# Directions for this task
Transcribe the data. Leave out nothing.

# Stored data

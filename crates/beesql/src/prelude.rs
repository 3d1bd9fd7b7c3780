//! Convenient imports for typical `beesql` usage.
//!
//! Brings the statement traits into scope so chaining methods resolve:
//!
//! ```
//! use beesql::prelude::*;
//! ```

pub use crate::{
    BeeError, BeeResult, Conditional, Database, DbConfig, Dialect, Executor, Query, Row, RowSet,
    SqlStatement, Value, values,
};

# Response to the task
filename crates/beesql/src/prelude.rs
repository 3d1bd9fd7b7c3780
//! Convenient imports for typical `beesql` usage.
//!
//! Brings the statement traits into scope so chaining methods resolve:
//!
//! ```
//! use beesql::prelude::*;
//! ```

pub use crate::{
    BeeError, BeeResult, Conditional, Database, DbConfig, Dialect, Executor, Query, Row, RowSet,
    SqlStatement, Value, values,
};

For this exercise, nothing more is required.